Following the institutional changes, more patients were supported on temporary circulatory assist devices preoperatively (24.1% vs 0, P<0.001).
Moreover, there was a greater number of people undergoing left ventricular assist device implant or heart transplant (69 vs 42 patients per year). “The exact cause of this increase is difficult to isolate but likely involves publicity regarding the increase in the propensity for transplants at our center,” the researchers suggested.
Limitations of the study, they said, included the lack of longer-term data on survival and the risk of late consequences such as allograft vasculopathy.
“This is a pre-post cohort study and a causal relationship between the program change and patient characteristics or case volume was not ascertained,” Krumholz and co-authors wrote. “However, the program changes coincided with the expected change in donor heart characteristics and increase in the case volume, suggesting that the observed changes were indeed associated with the program change.”

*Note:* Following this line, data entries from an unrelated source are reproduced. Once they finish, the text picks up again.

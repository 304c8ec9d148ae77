//! Exponential backoff for startup operations
//!
//! Reconciles never retry internally; the controller requeues them. This is
//! only for one-off calls made before the controller starts, such as
//! installing CRDs while the API server is still coming up.

use std::time::Duration;

use rand::Rng;
use tracing::{error, warn};

/// Backoff settings
#[derive(Clone, Debug)]
pub struct RetryConfig {
    /// Maximum number of attempts (0 = unlimited)
    pub max_attempts: u32,
    /// Delay before the second attempt
    pub initial_delay: Duration,
    /// Upper bound for any delay
    pub max_delay: Duration,
    /// Growth factor between attempts
    pub backoff_multiplier: f64,
}

impl Default for RetryConfig {
    fn default() -> Self {
        Self {
            max_attempts: 0,
            initial_delay: Duration::from_millis(200),
            max_delay: Duration::from_secs(30),
            backoff_multiplier: 2.0,
        }
    }
}

impl RetryConfig {
    /// Config with a bounded number of attempts
    pub fn with_max_attempts(attempts: u32) -> Self {
        Self {
            max_attempts: attempts,
            ..Default::default()
        }
    }

    /// Undelayed delay for the given 1-based attempt, capped at `max_delay`
    pub fn base_delay(&self, attempt: u32) -> Duration {
        let exp = self
            .backoff_multiplier
            .powi(attempt.saturating_sub(1).min(64) as i32);
        Duration::from_secs_f64(
            (self.initial_delay.as_secs_f64() * exp).min(self.max_delay.as_secs_f64()),
        )
    }
}

fn jittered(delay: Duration, rng: &mut impl Rng) -> Duration {
    Duration::from_secs_f64(delay.as_secs_f64() * rng.gen_range(0.5..1.5))
}

/// Run `operation` until it succeeds, a non-retryable error occurs, or the
/// attempts are exhausted. The last error is returned.
pub async fn retry_with_backoff<F, Fut, T, E>(
    config: &RetryConfig,
    operation_name: &str,
    is_retryable: impl Fn(&E) -> bool,
    mut operation: F,
) -> Result<T, E>
where
    F: FnMut() -> Fut,
    Fut: std::future::Future<Output = Result<T, E>>,
    E: std::fmt::Display,
{
    let mut attempt = 0u32;
    loop {
        attempt += 1;
        let e = match operation().await {
            Ok(result) => return Ok(result),
            Err(e) => e,
        };

        let exhausted = config.max_attempts > 0 && attempt >= config.max_attempts;
        if exhausted || !is_retryable(&e) {
            error!(operation = %operation_name, attempt, error = %e, "Operation failed");
            return Err(e);
        }

        let delay = jittered(config.base_delay(attempt), &mut rand::thread_rng());
        warn!(
            operation = %operation_name,
            attempt,
            error = %e,
            delay_ms = delay.as_millis(),
            "Operation failed, retrying"
        );
        tokio::time::sleep(delay).await;
    }
}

Last Updated September 18, 2020
Krumholz reported receiving personal fees from UnitedHealth, IBM Watson Health, Element Science, Aetna, Facebook, Siegfried & Jensen Law Firm, Arnold & Porter Law Firm, Martin/Baughman Law Firm, and the National Center for Cardiovascular Diseases, Beijing; being the cofounder of Hugo Health and Refactor Health; working under contract with the Centers for Medicare & Medicaid Services to support quality measurement programs; and receiving grants from Medtronic, the FDA, Johnson & Johnson, and Shenzhen Center for Health Information.
Dardas reported managing his institution’s quality improvement.